I think I should be able to choose if I need parking or not on my own private property. I also don't feel I should subsidise other people when I walk to the supermarket. I also wonder if my tax money should really go into subsidising other people's parking around the city through my rates.

Libertyscott said...

oops typo I meant to say councils shouldn't force property owners to provide parking.

Anonymous said...

"...it can fund itself..." -- should probably have said "... it might be able to fund itself..." as I don't think I have personally seen numbers on this.

jarbury said...

A post dedicated to me! Wow!

I think it does come down to ideology in many ways. You seem to think the best system is the one that is most 'user-pays', I tend to think the best system is the one that works best for the city. Obviously I have an ideology in some respects, that it's essential to plan for the future and that I don't really see the point in such a strong focus on user pays.

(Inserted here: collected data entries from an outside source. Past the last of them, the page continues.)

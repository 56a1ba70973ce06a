//! Domain layer for the order-fulfillment core.
//!
//! This crate provides the aggregates and value objects:
//! - Product catalog entries with guarded stock levels
//! - The ShoppingCart aggregate with merge-on-add semantics
//! - The Order aggregate with its Pending → Paid/PaymentFailed state machine
//! - Users and their role set for authorization decisions

pub mod cart;
pub mod error;
pub mod order;
pub mod product;
pub mod user;

pub use cart::{CartItem, ShoppingCart};
pub use error::DomainError;
pub use order::{Order, OrderItem, OrderStatus};
pub use product::Product;
pub use user::{Role, User};
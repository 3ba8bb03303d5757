//! Chat platform configuration

use secrecy::Secret;
use serde::Deserialize;
use std::time::Duration;

use super::error::{check_http_url, check_secret, ValidationError};

/// Zulip connection and trigger configuration
#[derive(Debug, Clone, Deserialize)]
pub struct ChatConfig {
    /// Server URL
    #[serde(default)]
    pub url: String,

    /// Bot account email
    #[serde(default)]
    pub email: String,

    /// Bot API key
    pub api_key: Option<Secret<String>>,

    /// Stream whose messages start the issue flow
    #[serde(default = "default_trigger_stream")]
    pub trigger_stream: String,

    /// Topic whose messages start the issue flow
    #[serde(default = "default_trigger_topic")]
    pub trigger_topic: String,

    /// Delay before polling again after a transport error
    #[serde(default = "default_poll_retry")]
    pub poll_retry_secs: u64,
}

impl ChatConfig {
    pub fn poll_retry(&self) -> Duration {
        Duration::from_secs(self.poll_retry_secs)
    }

    /// Validate chat configuration
    pub fn validate(&self) -> Result<(), ValidationError> {
        check_http_url(&self.url, "CHAT__URL")?;
        if self.email.trim().is_empty() {
            return Err(ValidationError::MissingRequired("CHAT__EMAIL"));
        }
        check_secret(self.api_key.as_ref(), "CHAT__API_KEY")?;
        if self.trigger_stream.trim().is_empty() {
            return Err(ValidationError::MissingRequired("CHAT__TRIGGER_STREAM"));
        }
        if self.trigger_topic.trim().is_empty() {
            return Err(ValidationError::MissingRequired("CHAT__TRIGGER_TOPIC"));
        }
        if self.poll_retry_secs == 0 {
            return Err(ValidationError::ZeroLimit("CHAT__POLL_RETRY_SECS"));
        }
        Ok(())
    }
}

impl Default for ChatConfig {
    fn default() -> Self {
        Self {
            url: String::new(),
            email: String::new(),
            api_key: None,
            trigger_stream: default_trigger_stream(),
            trigger_topic: default_trigger_topic(),
            poll_retry_secs: default_poll_retry(),
        }
    }
}

fn default_trigger_stream() -> String {
    "youtrack".to_string()
}

fn default_trigger_topic() -> String {
    "create issue".to_string()
}

fn default_poll_retry() -> u64 {
    5
}

#[cfg(test)]
mod tests {
    use super::*;

    fn valid() -> ChatConfig {
        ChatConfig {
            url: "https://chat.example.com".to_string(),
            email: "bot@example.com".to_string(),
            api_key: Some(Secret::new("key".to_string())),
            ..Default::default()
        }
    }

    #[test]
    fn test_chat_config_defaults() {
        let config = ChatConfig::default();
        assert_eq!(config.trigger_stream, "youtrack");
        assert_eq!(config.trigger_topic, "create issue");
        assert_eq!(config.poll_retry(), Duration::from_secs(5));
    }

    #[test]
    fn test_valid_config_passes() {
        assert!(valid().validate().is_ok());
    }

    #[test]
    fn test_missing_api_key() {
        let config = ChatConfig {
            api_key: None,
            ..valid()
        };
        assert_eq!(
            config.validate(),
            Err(ValidationError::MissingRequired("CHAT__API_KEY"))
        );
    }

    #[test]
    fn test_url_must_be_http() {
        let config = ChatConfig {
            url: "chat.example.com".to_string(),
            ..valid()
        };
        assert_eq!(config.validate(), Err(ValidationError::InvalidUrl("CHAT__URL")));
    }
}
//! Issue tracker adapters - Implementations of the IssueTracker port.

mod mock_tracker;
mod youtrack_client;

pub use mock_tracker::MockIssueTracker;
pub use youtrack_client::{YouTrackClient, YouTrackConfig};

However, when you look at a city like Copenhagen spending 4% of its wealth on transport and a city like Auckland spending 16% - you have to ask yourself why we do things the way we do.

Anonymous said...

Anon 3 checking in. Probably a bit late to be heard now on this subject, however just in case you are trawling the archives. I don't use terms like Doomsday or Armageddon. I generally find people like you use them as a kind of put down. Never mind.
I didn't say or even suggest that Muldoon was right about think big, rather, that he realised that people have to be factored into economic theory. Now if everyone had the same earning ability, were subject to the same temptations, enjoyed the same quality of health and so on then economics would be a lot easier. They don't of course and the result is differing levels of services required in different communities. For the poor, some of these services will have to be subsidised unless we are prepared to have them go without.
Let's say oil prices start to rise. Many commuters will simply catch PT to the nearest point to their work place and then walk. You will probably know that many years ago poor (less well off) women used to walk from Wellington to Khandallah to clean the houses of well to do people. I'm not suggesting that people will cover those sorts of miles today but I'm simply making the point that shanks' pony is still a viable form of transport. Many people think there is no PT (train or bus or ferry or whatever) service unless they are dropped within ten metres of where they want to go. Far from PT not being sustainable it is in fact this sort of attitude that really needs the scrutiny. Other things happen. People will carpool if they have to. They will buy smaller cars. They will want to move closer to PT. They will lobby PT providers for more bus routes. Businesses in out of the way places may find staff retention difficult and think about relocating to to a more advantageous site. Many things, none of them particularly draconian will occur as people adjust to a new reality. Humans are flexible and will act accordingly. These things wont happen overnight. It will be a gradual process.
Craig touched on alternatives to oil. The hydrogen cell is light years away. I think there were a couple of promo cars running around the US. The cost of producing the hydrogen was high. Tell me, why would you want to take a high grade energy (electricity) and use it inefficiently to create a lower grade energy (hydrogen) and then burn that hydrogen in a really inefficient engine (internal combustion)? I might be missing something here but it sounds like a pretty stupid idea. Hybrid cars have not delivered the savings promised but seem useful as a marketing tool (use our hybrid taxis, we're green) www.wired.com/cars/energy/news/2004/05/63413 (sorry, don't know how to make this a link). So you think technology will come to our rescue? Possibly, possibly not. We have been messing around in space for over fifty years now and haven't moved one bit beyond using huge amounts of energy to heave a relatively small item into orbit. Neither do I see any wonderful new oil substitute out there.
Tim Shadbolt will be rapt when the rigs start being placed in the southern ocean drilling deep in a hostile environment for that hard to get oil but I doubt that the public will be rapt with the cost of petrol and the endless oil based plastic items that are part of our every day life.